BSGI, as a functional or molecular procedure, images cellular activity while both mammography and ultrasound image tissue density. Radiologists have long known that the presence of certain types of breast tissue, especially dense breast tissue, can increase the risk of breast cancer by masking some lesions on mammographic images. Functional imaging allows physicians to see the breast more clearly by accessing a map of cellular metabolism.
BSGI is more sensitive than its predecessor, scintimammography, and relies on the advanced imaging technology of anatomic specific detectors to optimize the results. Unlike conventional gamma cameras that have difficulty detecting cancers smaller than 1 cm, the Dilon 6800 exhibits significantly higher study resolution. BSGI with the Dilon system has been shown to detect cancers as small as 1 mm in clinical studies and practice, and demonstrates a very high sensitivity for DCIS and lobular carcinoma.

The following is a short summary of recent findings using BSGI.

BSGI vs. MRI in the Evaluation of Patients with Indeterminate Mammograms

A recent study published in the Breast Journal indicated that Breast-Specific Gamma Imaging (BSGI) may be more specific than MRI in the evaluation of patients with questionable mammograms. This sub-group of patients is difficult to manage and often requires follow-up imaging, which can increase patient anxiety and frequency of biopsy. Breast MRI resulted in 18 false positive cases while BSGI demonstrated only 7. Although MRI detected one cancer missed by BSGI, there was no statistically valid difference in sensitivity between these techniques. While BSGI and MRI did not exhibit any significant difference in sensitivity, BSGI displayed a significantly higher specificity for breast cancer. In addition, BSGI found cancers as small as 3mm in this study.

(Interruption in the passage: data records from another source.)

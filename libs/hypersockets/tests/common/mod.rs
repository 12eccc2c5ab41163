//! Common test utilities for HyperSockets integration tests

use futures_util::{SinkExt, StreamExt};
use std::net::SocketAddr;
use std::sync::Arc;
use tokio::net::{TcpListener, TcpStream};
use tokio::sync::Notify;
use tokio_tungstenite::accept_async;
use tokio_tungstenite::tungstenite::Message;

/// Macro for verbose test output (controlled by TEST_VERBOSE env var)
#[macro_export]
macro_rules! verbose_println {
    ($($arg:tt)*) => {
        if std::env::var("TEST_VERBOSE").is_ok() {
            println!($($arg)*);
        }
    };
}

/// In-process echo server
///
/// Text and binary frames come back unchanged. The text frame `"bye"` makes
/// the server send a close frame and hang up.
pub struct MockWsServer {
    pub addr: SocketAddr,
    stop: Arc<Notify>,
}

impl MockWsServer {
    pub async fn start() -> Self {
        let listener = TcpListener::bind("127.0.0.1:0").await.unwrap();
        let addr = listener.local_addr().unwrap();
        let stop = Arc::new(Notify::new());

        let accept_stop = stop.clone();
        tokio::spawn(async move {
            loop {
                tokio::select! {
                    accepted = listener.accept() => {
                        let Ok((stream, _)) = accepted else { break };
                        tokio::spawn(echo(stream, accept_stop.clone()));
                    }
                    _ = accept_stop.notified() => break,
                }
            }
        });

        Self { addr, stop }
    }

    pub fn ws_url(&self) -> String {
        format!("ws://{}", self.addr)
    }
}

async fn echo(stream: TcpStream, stop: Arc<Notify>) {
    let Ok(ws_stream) = accept_async(stream).await else {
        return;
    };
    let (mut write, mut read) = ws_stream.split();

    loop {
        let frame = tokio::select! {
            frame = read.next() => frame,
            _ = stop.notified() => return,
        };

        match frame {
            Some(Ok(Message::Text(text))) if text == "bye" => {
                let _ = write.send(Message::Close(None)).await;
                return;
            }
            Some(Ok(msg @ (Message::Text(_) | Message::Binary(_)))) => {
                if write.send(msg).await.is_err() {
                    return;
                }
            }
            Some(Ok(Message::Close(_))) | Some(Err(_)) | None => return,
            Some(Ok(_)) => {}
        }
    }
}

impl Drop for MockWsServer {
    fn drop(&mut self) {
        self.stop.notify_waiters();
    }
}
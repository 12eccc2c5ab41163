//! Client task, builder and shared connection state
//!
//! ## Example
//!
//! ```rust,ignore
//! use hypersockets::{ClientEvent, WebSocketClient, WsMessage};
//! use tokio::sync::mpsc;
//!
//! #[tokio::main]
//! async fn main() -> hypersockets::Result<()> {
//!     let (events_tx, mut events_rx) = mpsc::unbounded_channel();
//!
//!     let client = WebSocketClient::builder()
//!         .url("wss://api.example.com")
//!         .events(events_tx)
//!         .build()?;
//!
//!     while let Some(event) = events_rx.recv().await {
//!         match event {
//!             ClientEvent::Connected => client.send(WsMessage::text("hello"))?,
//!             ClientEvent::Message(msg) => println!("{:?}", msg),
//!             ClientEvent::Disconnected => break,
//!             ClientEvent::Error(e) => eprintln!("{}", e),
//!         }
//!     }
//!
//!     Ok(())
//! }
//! ```

pub mod builder;
pub mod client;
pub mod config;
pub mod connection_state;

pub use builder::{states, WebSocketClientBuilder};
pub use client::{ClientEvent, Metrics, WebSocketClient};
pub use config::ClientConfig;
pub use connection_state::{AtomicConnectionState, AtomicMetrics, ConnectionState};

pub use crate::traits::*;

/// Builder with neither URL nor event sink set
pub fn builder() -> WebSocketClientBuilder<builder::states::NoUrl, builder::states::NoEvents> {
    WebSocketClientBuilder::new()
}
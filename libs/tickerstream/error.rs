use crate::config::ConfigError;
use hypersockets::HyperSocketError;
use thiserror::Error;

/// Caller-facing errors of the feed
///
/// Transport and decode failures are contained inside a connection and never
/// reach consumers; only usage and setup errors are returned here.
#[derive(Error, Debug)]
pub enum FeedError {
    /// Exchange code is not one of "ba", "oe", "hb"
    #[error("Unknown exchange code: {0}")]
    UnknownExchange(String),

    /// Transport could not be created
    #[error("Transport error: {0}")]
    Transport(#[from] HyperSocketError),

    /// Configuration could not be loaded
    #[error("Configuration error: {0}")]
    Config(#[from] ConfigError),
}

/// Errors while decoding a single inbound frame
#[derive(Error, Debug)]
pub enum ProtocolError {
    #[error("Invalid JSON: {0}")]
    Json(#[from] serde_json::Error),

    #[error("Failed to decompress frame: {0}")]
    Gzip(#[from] std::io::Error),

    #[error("Missing field: {0}")]
    MissingField(&'static str),

    #[error("Invalid number in field {field}: {value}")]
    InvalidNumber { field: &'static str, value: String },

    #[error("Unexpected frame type: {0}")]
    UnexpectedFrame(&'static str),
}

pub type Result<T> = std::result::Result<T, FeedError>;
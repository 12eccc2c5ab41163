//! TickerStream - multiplexed exchange ticker feeds
//!
//! One streaming connection per exchange is shared by any number of
//! consumers. Subscriptions are created on demand, batched on the wire and
//! torn down by a periodic idle sweep.
//!
//! ## Architecture
//!
//! - **domain**: `Ticker`, `Exchange`, `WatchState`
//! - **protocol**: per-exchange wire adapters (Binance, OKX, Huobi)
//! - **connection**: registry, transport seam, idle sweep, keep-alive
//! - **dispatcher**: exchange routing and per-consumer rate filter
//! - **config**: YAML configuration with defaults
//! - **logging**: tracing initialization
//!
//! ## Example
//!
//! ```no_run
//! use futures::StreamExt;
//! use tickerstream::{Dispatcher, FeedConfig};
//!
//! # async fn run() -> Result<(), tickerstream::FeedError> {
//! let dispatcher = Dispatcher::new(FeedConfig::default())?;
//! let mut ticks = dispatcher.watch("ba", "BTCUSDT", 500)?;
//! while let Some(ticker) = ticks.next().await {
//!     println!("{} {} @ {}", ticker.timestamp, ticker.symbol, ticker.price);
//! }
//! # Ok(())
//! # }
//! ```

pub mod config;
pub mod connection;
pub mod dispatcher;
pub mod domain;
pub mod error;
pub mod logging;
pub mod protocol;

pub use config::{ConfigError, ExchangeConfig, FeedConfig, TimingConfig};
pub use connection::{Connection, ConnectionSnapshot, EntrySnapshot, TickerStream};
pub use dispatcher::{Dispatcher, RateFilter};
pub use domain::{Exchange, Ticker, WatchState};
pub use error::{FeedError, ProtocolError, Result};
pub use logging::init_tracing;
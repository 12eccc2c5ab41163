pub mod states;

use crate::client::{ClientEvent, WebSocketClient};
use crate::config::ClientConfig;
use crate::traits::*;
use states::*;
use std::time::Duration;
use tokio::sync::mpsc::UnboundedSender;

/// Default handshake timeout
const DEFAULT_CONNECT_TIMEOUT: Duration = Duration::from_secs(10);

/// Type-state builder for WebSocketClient
///
/// This builder uses Rust's type system to enforce that required
/// fields (URL and event sink) are set before the client can be built.
pub struct WebSocketClientBuilder<U, E>
where
    U: UrlState,
    E: EventsState,
{
    _state: TypeState<U, E>,
    url: Option<String>,
    events: Option<UnboundedSender<ClientEvent>>,
    connect_timeout: Duration,
    label: Option<String>,
}

impl WebSocketClientBuilder<NoUrl, NoEvents> {
    /// Create a new builder instance
    pub fn new() -> Self {
        Self {
            _state: TypeState::new(),
            url: None,
            events: None,
            connect_timeout: DEFAULT_CONNECT_TIMEOUT,
            label: None,
        }
    }
}

impl Default for WebSocketClientBuilder<NoUrl, NoEvents> {
    fn default() -> Self {
        Self::new()
    }
}

// URL setting
impl<E> WebSocketClientBuilder<NoUrl, E>
where
    E: EventsState,
{
    pub fn url(self, url: impl Into<String>) -> WebSocketClientBuilder<HasUrl, E> {
        WebSocketClientBuilder {
            _state: TypeState::new(),
            url: Some(url.into()),
            events: self.events,
            connect_timeout: self.connect_timeout,
            label: self.label,
        }
    }
}

// Event sink setting
impl<U> WebSocketClientBuilder<U, NoEvents>
where
    U: UrlState,
{
    /// Channel that receives every [`ClientEvent`] of the client
    pub fn events(self, events: UnboundedSender<ClientEvent>) -> WebSocketClientBuilder<U, HasEvents> {
        WebSocketClientBuilder {
            _state: TypeState::new(),
            url: self.url,
            events: Some(events),
            connect_timeout: self.connect_timeout,
            label: self.label,
        }
    }
}

// Optional settings
impl<U, E> WebSocketClientBuilder<U, E>
where
    U: UrlState,
    E: EventsState,
{
    /// Override the handshake timeout (default 10s)
    pub fn connect_timeout(mut self, timeout: Duration) -> Self {
        self.connect_timeout = timeout;
        self
    }

    /// Prefix used in log lines (defaults to the URL)
    pub fn label(mut self, label: impl Into<String>) -> Self {
        self.label = Some(label.into());
        self
    }
}

impl WebSocketClientBuilder<HasUrl, HasEvents> {
    /// Build and start the client
    ///
    /// Spawns the I/O task on the current tokio runtime and returns
    /// immediately; connection progress is reported through the event sink.
    pub fn build(self) -> Result<WebSocketClient> {
        // Both are always set once this impl is reachable
        let url = self.url.ok_or_else(|| HyperSocketError::InvalidUrl {
            url: String::new(),
            reason: "not set",
        })?;
        let events = self.events.ok_or(HyperSocketError::ClientGone)?;

        if !(url.starts_with("ws://") || url.starts_with("wss://")) {
            return Err(HyperSocketError::InvalidUrl {
                url,
                reason: "scheme must be ws:// or wss://",
            });
        }

        let label = self.label.unwrap_or_else(|| url.clone());

        let config = ClientConfig {
            url,
            events,
            connect_timeout: self.connect_timeout,
            label,
        };

        WebSocketClient::spawn(config)
    }
}

#[cfg(test)]
mod tests {
    use super::*;
    use tokio::sync::mpsc;

    #[tokio::test]
    async fn test_rejects_non_websocket_url() {
        let (tx, _rx) = mpsc::unbounded_channel();
        let result = WebSocketClientBuilder::new()
            .url("https://example.com")
            .events(tx)
            .build();

        assert!(matches!(result, Err(HyperSocketError::InvalidUrl { .. })));
    }

    #[test]
    fn test_build_requires_runtime() {
        let (tx, _rx) = mpsc::unbounded_channel();
        let result = WebSocketClientBuilder::new()
            .url("ws://127.0.0.1:1")
            .events(tx)
            .build();

        let err = result.err().unwrap();
        assert!(matches!(err, HyperSocketError::NoRuntime(_)));
        assert!(err.is_configuration());
    }
}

Brem RF, Petrovitch I, Rapelyea JA, et al. Breast specific gamma imaging with 99mTc-sestamibiand magnetic resonance imaging in the diagnosis of breast cancer— a comparative study. Breast J 2007;13 (5):465-9.

BSGI vs. Mammography and MRI in the detection of DCIS

Authors at The George Washington University Medical Center also recently published a retrospective study in Academic Radiology indicating that BSGI may also be more sensitive than MRI or mammography in the detection of ductal carcinoma in-situ (DCIS). The patient population consisted of women with suspicious mammograms, as well as high-risk women with a history of breast cancer and negative mammograms, bloody nipple discharge or palpable mass. Mammography detected 82 percent of the lesions in this study, missing a total of 4 cancers: two in patients with bloody nipple discharge and two DCIS lesions in the contralateral breast of patients with known primary lesions. BSGI, however, detected all of these. In addition, while MRI and BSGI were concurrent in several cases, BSGI detected a 4mm lesion that was missed by MRI. Two cases of low grade carcinoma in this study were also positive in BSGI. The authors observed the highest sensitivity for DCIS of 91% with BSGI, followed by 88 percent with MRI and 82 percent with mammography, and concluded that BSGI reliably detects sub-centimeter lesions and is a useful adjunct imaging tool for detecting DCIS.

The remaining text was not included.